//! Logging initialization and configuration
//!
//! This module provides utilities for initializing the tracing-based
//! logging system with various output formats.

use tracing_subscriber::{fmt, prelude::*, EnvFilter};

/// Log output format
#[derive(Debug, Clone, Copy, Default, PartialEq, Eq)]
pub enum LogFormat {
    /// Human-readable format with colors (default)
    #[default]
    Pretty,
    /// JSON format for structured logging (better for log aggregation)
    Json,
    /// Compact format (less verbose than pretty)
    Compact,
}

impl LogFormat {
    /// Parse from string (case-insensitive)
    pub fn parse(s: &str) -> Option<Self> {
        match s.to_lowercase().as_str() {
            "pretty" => Some(Self::Pretty),
            "json" => Some(Self::Json),
            "compact" => Some(Self::Compact),
            _ => None,
        }
    }
}

impl std::str::FromStr for LogFormat {
    type Err = String;

    fn from_str(s: &str) -> std::result::Result<Self, Self::Err> {
        Self::parse(s).ok_or_else(|| format!("unknown log format: {}", s))
    }
}

/// Initialize the logging system
///
/// `RUST_LOG` takes precedence; otherwise `default_level` (e.g. `info`,
/// `matching_engine=debug,info`) is used as the filter.
///
/// # Example
///
/// ```ignore
/// use observability::{init_logging, LogFormat};
///
/// init_logging("spotx", LogFormat::Json, "info")?;
/// tracing::info!("Service started");
/// ```
pub fn init_logging(service_name: &str, format: LogFormat, default_level: &str) -> anyhow::Result<()> {
    let env_filter = EnvFilter::try_from_default_env()
        .or_else(|_| EnvFilter::try_new(default_level))
        .unwrap_or_else(|_| EnvFilter::new("info"));

    let installed = match format {
        LogFormat::Pretty => tracing_subscriber::registry()
            .with(env_filter)
            .with(
                fmt::layer()
                    .with_target(true)
                    .with_thread_ids(false)
                    .with_file(true)
                    .with_line_number(true)
                    .with_ansi(true),
            )
            .try_init(),
        LogFormat::Json => tracing_subscriber::registry()
            .with(env_filter)
            .with(fmt::layer().json())
            .try_init(),
        LogFormat::Compact => tracing_subscriber::registry()
            .with(env_filter)
            .with(fmt::layer().compact())
            .try_init(),
    };
    installed.map_err(|e| anyhow::anyhow!("failed to install log subscriber: {}", e))?;

    tracing::info!(
        service = service_name,
        format = ?format,
        "Logging initialized"
    );

    Ok(())
}

#[cfg(test)]
mod tests {
    use super::*;

    #[test]
    fn test_log_format_from_str() {
        assert_eq!(LogFormat::parse("pretty"), Some(LogFormat::Pretty));
        assert_eq!(LogFormat::parse("PRETTY"), Some(LogFormat::Pretty));
        assert_eq!(LogFormat::parse("json"), Some(LogFormat::Json));
        assert_eq!(LogFormat::parse("compact"), Some(LogFormat::Compact));
        assert_eq!(LogFormat::parse("invalid"), None);

        assert_eq!("pretty".parse::<LogFormat>(), Ok(LogFormat::Pretty));
        assert!("invalid".parse::<LogFormat>().is_err());
    }
}
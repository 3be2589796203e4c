//! Prometheus metrics infrastructure
//!
//! Metric sets for the per-market engines and the trading pipeline that
//! sits behind them. Handles are created once per market and cloned into
//! the tasks that record them.

use metrics::{counter, gauge, histogram, Counter, Gauge, Histogram};
use metrics_exporter_prometheus::PrometheusBuilder;
use std::net::SocketAddr;
use std::time::{Duration, Instant};

/// Initialize the Prometheus metrics exporter
///
/// This starts an HTTP server on the specified port that exposes metrics
/// at the `/metrics` endpoint.
pub fn init_metrics(port: u16) -> anyhow::Result<()> {
    let addr: SocketAddr = format!("0.0.0.0:{}", port).parse()?;

    PrometheusBuilder::new()
        .with_http_listener(addr)
        .install()?;

    tracing::info!(%addr, "Metrics server listening");
    Ok(())
}

/// Per-market engine metrics
///
/// # Metrics
///
/// * `engine_commands_total` - Commands processed
/// * `engine_events_total` - Events emitted
/// * `engine_trades_total` - Trades executed
/// * `engine_command_duration_seconds` - Time spent matching one command
/// * `engine_book_orders` - Resting orders in the book
/// * `engine_halted` - 1 while the market is halted
#[derive(Clone)]
pub struct MarketMetrics {
    commands_total: Counter,
    events_total: Counter,
    trades_total: Counter,
    command_duration: Histogram,
    book_orders: Gauge,
    halted: Gauge,
    market: String,
}

impl MarketMetrics {
    pub fn new(market: &str) -> Self {
        let name = market.to_string();

        Self {
            commands_total: counter!("engine_commands_total", "market" => name.clone()),
            events_total: counter!("engine_events_total", "market" => name.clone()),
            trades_total: counter!("engine_trades_total", "market" => name.clone()),
            command_duration: histogram!("engine_command_duration_seconds", "market" => name.clone()),
            book_orders: gauge!("engine_book_orders", "market" => name.clone()),
            halted: gauge!("engine_halted", "market" => name.clone()),
            market: name,
        }
    }

    /// Record one processed command and what it produced
    pub fn record_command(&self, duration: Duration, events: usize, trades: usize) {
        self.commands_total.increment(1);
        self.events_total.increment(events as u64);
        self.trades_total.increment(trades as u64);
        self.command_duration.record(duration.as_secs_f64());
    }

    pub fn set_book_orders(&self, count: usize) {
        self.book_orders.set(count as f64);
    }

    pub fn set_halted(&self, halted: bool) {
        self.halted.set(if halted { 1.0 } else { 0.0 });
    }

    pub fn market(&self) -> &str {
        &self.market
    }
}

/// Trading pipeline metrics for one market
///
/// * `projection_events_total` - Events applied by the projector
/// * `projection_duplicates_total` - Events skipped as already applied
/// * `projection_duration_seconds` - Time to project one event
/// * `cancel_outcomes_total` - Cancel requests by outcome
/// * `compensations_total` - Compensating local cancellations
#[derive(Clone)]
pub struct TradingMetrics {
    projected: Counter,
    duplicates: Counter,
    projection_duration: Histogram,
    compensations: Counter,
    market: String,
}

impl TradingMetrics {
    pub fn new(market: &str) -> Self {
        let name = market.to_string();

        Self {
            projected: counter!("projection_events_total", "market" => name.clone()),
            duplicates: counter!("projection_duplicates_total", "market" => name.clone()),
            projection_duration: histogram!("projection_duration_seconds", "market" => name.clone()),
            compensations: counter!("compensations_total", "market" => name.clone()),
            market: name,
        }
    }

    pub fn record_projection(&self, duration: Duration) {
        self.projected.increment(1);
        self.projection_duration.record(duration.as_secs_f64());
    }

    pub fn record_duplicate(&self) {
        self.duplicates.increment(1);
    }

    pub fn record_cancel_outcome(&self, outcome: &'static str) {
        counter!("cancel_outcomes_total", "market" => self.market.clone(), "outcome" => outcome)
            .increment(1);
    }

    pub fn record_compensation(&self) {
        self.compensations.increment(1);
    }
}

/// Times one engine command; records into [`MarketMetrics`] on drop
///
/// ```ignore
/// let mut timer = CommandTimer::new(&metrics);
/// let events = engine.process(cmd, ts)?;
/// timer.set_output(events.len(), trades);
/// ```
pub struct CommandTimer<'a> {
    metrics: &'a MarketMetrics,
    start: Instant,
    events: usize,
    trades: usize,
}

impl<'a> CommandTimer<'a> {
    pub fn new(metrics: &'a MarketMetrics) -> Self {
        Self {
            metrics,
            start: Instant::now(),
            events: 0,
            trades: 0,
        }
    }

    pub fn set_output(&mut self, events: usize, trades: usize) {
        self.events = events;
        self.trades = trades;
    }
}

impl Drop for CommandTimer<'_> {
    fn drop(&mut self) {
        self.metrics
            .record_command(self.start.elapsed(), self.events, self.trades);
    }
}
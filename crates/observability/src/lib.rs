//! Observability infrastructure for SpotX
//!
//! This crate provides:
//! - Structured logging via tracing
//! - Prometheus metrics
//! - Metric sets for market engines and the trading pipeline
//!
//! # Quick Start
//!
//! ```ignore
//! use observability::{init_logging, LogFormat};
//!
//! init_logging("spotx", LogFormat::Pretty, "info")?;
//! observability::metrics::init_metrics(9090)?;
//! ```

pub mod logging;
pub mod metrics;

pub use logging::{init_logging, LogFormat};
pub use metrics::{init_metrics, CommandTimer, MarketMetrics, TradingMetrics};
//! Maker/taker fee schedule
//!
//! Fees are basis points of the amount an order receives and are charged
//! in that coin. Per-user tiers override the default rates.

use std::collections::HashMap;

use common::decimal;
use config::FeesConfig;

use crate::Result;

#[derive(Debug, Clone, Copy, Default, PartialEq, Eq)]
pub struct FeeRates {
    pub maker_bps: u64,
    pub taker_bps: u64,
}

#[derive(Debug, Clone, Default)]
pub struct FeeSchedule {
    default: FeeRates,
    tiers: HashMap<u64, FeeRates>,
}

impl FeeSchedule {
    pub fn new(default: FeeRates) -> Self {
        Self {
            default,
            tiers: HashMap::new(),
        }
    }

    pub fn from_config(config: &FeesConfig) -> Self {
        let mut schedule = Self::new(FeeRates {
            maker_bps: config.maker_bps,
            taker_bps: config.taker_bps,
        });
        for tier in &config.tiers {
            schedule.tiers.insert(
                tier.user_id,
                FeeRates {
                    maker_bps: tier.maker_bps,
                    taker_bps: tier.taker_bps,
                },
            );
        }
        schedule
    }

    pub fn rates(&self, user_id: u64) -> FeeRates {
        self.tiers.get(&user_id).copied().unwrap_or(self.default)
    }

    /// Fee on `received` for `user_id` acting as maker or taker
    pub fn fee(&self, user_id: u64, is_maker: bool, received: u64) -> Result<u64> {
        let rates = self.rates(user_id);
        let bps = if is_maker {
            rates.maker_bps
        } else {
            rates.taker_bps
        };
        Ok(decimal::apply_bps(received, bps)?)
    }
}

#[cfg(test)]
mod tests {
    use super::*;
    use config::FeeTierConfig;

    #[test]
    fn test_tiers_override_defaults() {
        let schedule = FeeSchedule::from_config(&FeesConfig {
            maker_bps: 10,
            taker_bps: 20,
            tiers: vec![FeeTierConfig {
                user_id: 42,
                maker_bps: 0,
                taker_bps: 5,
            }],
        });

        assert_eq!(schedule.fee(1, true, 1_000_000).unwrap(), 1_000);
        assert_eq!(schedule.fee(1, false, 1_000_000).unwrap(), 2_000);
        assert_eq!(schedule.fee(42, true, 1_000_000).unwrap(), 0);
        assert_eq!(schedule.fee(42, false, 1_000_000).unwrap(), 500);
    }

    #[test]
    fn test_fee_floors() {
        let schedule = FeeSchedule::new(FeeRates {
            maker_bps: 10,
            taker_bps: 10,
        });
        assert_eq!(schedule.fee(1, false, 999).unwrap(), 0);
    }
}
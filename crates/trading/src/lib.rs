//! Trading runtime for SpotX
//!
//! Ties the matching engines, OMS and FMS into a running exchange:
//!
//! - [`intake`]: validates, locks and publishes new orders
//! - [`dispatcher`]: logs and projects engine events per market
//! - [`cancel`]: synchronous cancellation over the asynchronous engine
//! - [`orchestrator`]: OCO, OTO and straddle/strangle coupling
//! - [`recovery`]: rebuilds books and id counters on startup
//! - [`wallet`]: deposits and withdrawals from the wallet service
//! - [`api`]: the HTTP surface

pub mod api;
pub mod cancel;
pub mod dispatcher;
pub mod error;
pub mod exchange;
pub mod intake;
pub mod orchestrator;
pub mod price_feed;
pub mod recovery;
pub mod registry;
pub mod wallet;

pub use cancel::{CancelOutcome, CancelPolicy, CancelRouter, CancelService};
pub use error::{ErrorKind, Result, TradingError};
pub use exchange::{Backends, Exchange};
pub use intake::{OrderIntake, OrderRequest};
pub use orchestrator::Orchestrator;
pub use price_feed::{LastPriceCache, PriceFeed};
pub use registry::{MarketHandle, MarketRegistry, SubmitFailure};
pub use wallet::{WalletBridge, WalletCommand, WalletEvent};
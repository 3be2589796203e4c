//! Storage error types

use thiserror::Error;

/// Errors that can occur during log and database operations
#[derive(Error, Debug)]
pub enum StorageError {
    /// Connection error
    #[error("Connection error: {0}")]
    Connection(String),

    /// Backend command or query failed
    #[error("Backend error: {0}")]
    Backend(String),

    /// A stored record could not be decoded
    #[error("Corrupt record: {0}")]
    Corrupt(String),

    /// Configuration error
    #[error("Configuration error: {0}")]
    Config(String),
}

impl StorageError {
    /// Whether retrying the same call may succeed
    pub fn is_transient(&self) -> bool {
        matches!(self, StorageError::Connection(_) | StorageError::Backend(_))
    }
}

impl From<redis::RedisError> for StorageError {
    fn from(e: redis::RedisError) -> Self {
        if e.is_io_error() || e.is_connection_dropped() || e.is_connection_refusal() {
            StorageError::Connection(e.to_string())
        } else {
            StorageError::Backend(e.to_string())
        }
    }
}

#[cfg(feature = "postgres")]
impl From<sqlx::Error> for StorageError {
    fn from(e: sqlx::Error) -> Self {
        match e {
            sqlx::Error::PoolTimedOut | sqlx::Error::PoolClosed | sqlx::Error::Io(_) => {
                StorageError::Connection(e.to_string())
            }
            other => StorageError::Backend(other.to_string()),
        }
    }
}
○ ○ ○ ○ ○
### Description of the task
Please copy every line of the records above in which "invalid" appears.

### Solution below
        assert_eq!(LogFormat::parse("invalid"), None);
        assert!("invalid".parse::<LogFormat>().is_err());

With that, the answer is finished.